Friday, December 6, 2013

Journeys to Healing Adoption Loss and Devastation


Laura Dennis writes an interesting blog post about “Coming Out of the [Adoption] Fog.” She uses an airline safety message metaphor to tell us to put on our own oxygen masks first before helping others.

Circumstances, however, do not always allow for us to do things in a neat and orderly way. 

I lost my firstborn to adoption in 1968. My first jolt out of the stupor of "I did the right thing" brainwashing I had received came just three years later when I met, by chance, an adoptee who had completed his search and was taking his birth moms name. I was shocked. The words that blurted out of my mouth that day were: "You don't hate your mother?"  I didn’t realize this is what I thought until I said it. I was apparently living with so much self-incrimination about having lost my child in this manner, that I naturally assumed SHE would hate me for having let her go – not fighting harder to keep her (with no support and in defiance of being told it was the “best” and “loving” thing to do and to not do so would be selfish and hurtful to my child.)
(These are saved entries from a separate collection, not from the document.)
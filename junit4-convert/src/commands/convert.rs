// junit4-convert/src/commands/convert.rs
//! The convert command: one file in, converted text out.

use anyhow::{Context, Result};
use is_terminal::IsTerminal;
use log::{debug, info};
use std::io::{self, Write};
use std::path::PathBuf;

use junit4_convert_core::{ConversionEngine, ConversionReport};

use crate::ui::conversion_summary;
use crate::ui::diff_viewer;
use crate::ui::output_format;
use crate::utils::file_io::{read_input_file, write_converted_file};

/// Options for the run_convert_opts API
#[derive(Debug, Clone)]
pub struct ConvertOptions {
    pub input_path: PathBuf,
    pub in_place: bool,
    pub diff: bool,
    pub no_summary: bool,
    pub quiet: bool,
}

/// Where the converted text goes.
#[derive(Debug, Clone, PartialEq, Eq)]
pub enum OutputSink {
    /// Printed to standard output; the source file is not touched.
    Stdout,
    /// Written back over the source file.
    InPlace(PathBuf),
}

impl ConvertOptions {
    pub fn sink(&self) -> OutputSink {
        if self.in_place {
            OutputSink::InPlace(self.input_path.clone())
        } else {
            OutputSink::Stdout
        }
    }
}

/// Helper for printing info messages to stderr.
pub fn info_msg(msg: impl AsRef<str>) {
    let stderr_supports_color = io::stderr().is_terminal();
    let _ = output_format::print_info_message(&mut io::stderr(), msg.as_ref(), stderr_supports_color);
}

/// Helper for printing warning messages to stderr.
pub fn warn_msg(msg: impl AsRef<str>) {
    let stderr_supports_color = io::stderr().is_terminal();
    let _ = output_format::print_warn_message(&mut io::stderr(), msg.as_ref(), stderr_supports_color);
}

/// Reads, converts and emits a single source file.
pub fn run_convert_opts(engine: &dyn ConversionEngine, opts: ConvertOptions) -> Result<()> {
    info!("Starting convert operation.");

    let source_id = opts.input_path.display().to_string();
    let original = read_input_file(&opts.input_path)?;
    let (converted, report) = engine
        .convert(&original, &source_id)
        .with_context(|| format!("Conversion of {} failed", source_id))?;

    debug!(
        "Content converted. Original length: {}, Converted length: {}",
        original.len(),
        converted.len()
    );

    handle_primary_output(&opts, &source_id, &original, &converted)?;
    handle_conversion_summary(&report, &opts)?;

    info!("Convert operation completed.");
    Ok(())
}

fn handle_primary_output(
    opts: &ConvertOptions,
    source_id: &str,
    original: &str,
    converted: &str,
) -> Result<()> {
    let stdout = io::stdout();
    let supports_color = stdout.is_terminal();
    let mut writer = stdout.lock();

    match opts.sink() {
        OutputSink::InPlace(path) => {
            write_converted_file(&path, converted)?;
            if !opts.quiet {
                info_msg(format!("Converted file written in place: {}", path.display()));
            }
        }
        OutputSink::Stdout => {
            if !opts.diff {
                writeln!(writer, "{}", converted)?;
            }
        }
    }

    if opts.diff {
        diff_viewer::print_diff(original, converted, source_id, &mut writer, supports_color)?;
    }
    writer.flush()?;
    Ok(())
}

fn handle_conversion_summary(report: &ConversionReport, opts: &ConvertOptions) -> Result<()> {
    if opts.quiet {
        return Ok(());
    }

    if report.total_rewrites() == 0 && report.constructors_removed == 0 {
        warn_msg(format!(
            "No JUnit 3 constructs found in {}; only the import block was added.",
            report.source_id
        ));
    }

    if !opts.no_summary {
        let stderr_supports_color = io::stderr().is_terminal();
        conversion_summary::print_summary(report, &mut io::stderr(), stderr_supports_color)?;
    }
    Ok(())
}
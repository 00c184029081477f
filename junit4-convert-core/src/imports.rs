// junit4-convert-core/src/imports.rs
//! Import injection: the first stage of the conversion pipeline.
//!
//! Locates the end of the last import statement in a file and inserts the
//! annotation imports right after it, separated by one blank line. Files
//! without any import statement get the block at offset 0.
//!
//! License: MIT OR Apache-2.0

use log::debug;
use once_cell::sync::Lazy;
use regex::{Regex, RegexBuilder};
use serde::{Deserialize, Serialize};

/// Matches one import statement; `^` anchors at every line start.
static IMPORT_STATEMENT: Lazy<Regex> = Lazy::new(|| {
    RegexBuilder::new(r"^\s*import\s+.*;")
        .multi_line(true)
        .build()
        .expect("import statement pattern is a valid regex")
});

/// An ordered list of literal import statements, inserted verbatim as a unit.
#[derive(Debug, Clone, Default, PartialEq, Eq, Hash, Deserialize, Serialize)]
#[serde(transparent)]
pub struct ImportBlock {
    statements: Vec<String>,
}

impl ImportBlock {
    pub fn new<I, S>(statements: I) -> Self
    where
        I: IntoIterator<Item = S>,
        S: Into<String>,
    {
        Self {
            statements: statements.into_iter().map(Into::into).collect(),
        }
    }

    pub fn statements(&self) -> &[String] {
        &self.statements
    }

    pub fn is_empty(&self) -> bool {
        self.statements.is_empty()
    }

    /// The exact text inserted into a file: two newlines, then one statement
    /// per line. There is no trailing newline; the text following the
    /// insertion point supplies it.
    pub fn render(&self) -> String {
        format!("\n\n{}", self.statements.join("\n"))
    }
}

/// Returns the byte offset right after the last import statement, or 0 when
/// the text has none.
pub fn find_insertion_point(content: &str) -> usize {
    IMPORT_STATEMENT
        .find_iter(content)
        .last()
        .map_or(0, |m| m.end())
}

/// Inserts `imports` after the last import statement of `content`.
///
/// Returns the new text and the offset the block was inserted at. An empty
/// block leaves the text untouched.
pub fn inject_imports(content: &str, imports: &ImportBlock) -> (String, usize) {
    let offset = find_insertion_point(content);
    if imports.is_empty() {
        debug!("Import block is empty; nothing to insert.");
        return (content.to_string(), offset);
    }

    let block = imports.render();
    let mut text = String::with_capacity(content.len() + block.len());
    text.push_str(&content[..offset]);
    text.push_str(&block);
    text.push_str(&content[offset..]);

    debug!(
        "Inserted {} import statement(s) at offset {}.",
        imports.statements().len(),
        offset
    );
    (text, offset)
}

#[cfg(test)]
mod tests {
    use super::*;

    fn block() -> ImportBlock {
        ImportBlock::new(["import org.junit.Test;", "import org.junit.Before;"])
    }

    #[test]
    fn test_insertion_point_is_end_of_last_import() {
        let content = "package a;\n\nimport java.util.List;\nimport java.util.Map;\n\nclass A {}\n";
        let expected = content.find("Map;").unwrap() + "Map;".len();
        assert_eq!(find_insertion_point(content), expected);
    }

    #[test]
    fn test_insertion_point_defaults_to_zero() {
        assert_eq!(find_insertion_point("package a;\nclass A {}\n"), 0);
    }

    #[test]
    fn test_indented_import_is_recognized() {
        let content = "  import a.B;\nclass A {}\n";
        assert_eq!(find_insertion_point(content), "  import a.B;".len());
    }

    #[test]
    fn test_block_follows_last_import_after_one_blank_line() {
        let content = "import java.util.List;\nclass A {}\n";
        let (text, offset) = inject_imports(content, &block());
        assert_eq!(offset, 22);
        assert_eq!(
            text,
            "import java.util.List;\n\nimport org.junit.Test;\nimport org.junit.Before;\nclass A {}\n"
        );
    }

    #[test]
    fn test_block_goes_to_start_without_imports() {
        let (text, offset) = inject_imports("class A {}\n", &block());
        assert_eq!(offset, 0);
        assert_eq!(
            text,
            "\n\nimport org.junit.Test;\nimport org.junit.Before;class A {}\n"
        );
    }

    #[test]
    fn test_empty_block_inserts_nothing() {
        let content = "import java.util.List;\n";
        let (text, _) = inject_imports(content, &ImportBlock::default());
        assert_eq!(text, content);
    }
}
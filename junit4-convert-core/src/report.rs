// junit4-convert-core/src/report.rs
//! Data describing what a single conversion did to a file.

use crate::config::RuleSummaryItem;

/// Facts collected while converting one file.
#[derive(Debug, Clone, Default, PartialEq, Eq)]
pub struct ConversionReport {
    /// The name or identifier of the converted source.
    pub source_id: String,
    /// Byte offset in the input at which the import block was inserted.
    pub import_offset: usize,
    /// Rules that fired, in application order.
    pub rule_summary: Vec<RuleSummaryItem>,
    /// Type name used for constructor removal, if a declaration was found.
    pub type_name: Option<String>,
    pub constructors_removed: usize,
}

impl ConversionReport {
    /// Total number of rule rewrites, excluding import insertion and
    /// constructor removal.
    pub fn total_rewrites(&self) -> usize {
        self.rule_summary.iter().map(|item| item.occurrences).sum()
    }

    /// Rewrite count for one rule; 0 if it never fired.
    pub fn occurrences_of(&self, rule_name: &str) -> usize {
        self.rule_summary
            .iter()
            .find(|item| item.rule_name == rule_name)
            .map_or(0, |item| item.occurrences)
    }
}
That encounter led me to ALMA and a meeting with one other birth mother, Mary Anne Cohen. I was thrust into the world of adoption reunions and now had POSSIBILITIES.

I had absorbed well my brainwashed messages including that I had “no right” to ever THINK of her again, much less seek her out and interrupt her wonderful new life.  My world was turned upside down as I contemplated HER wanting or even needing to know ME!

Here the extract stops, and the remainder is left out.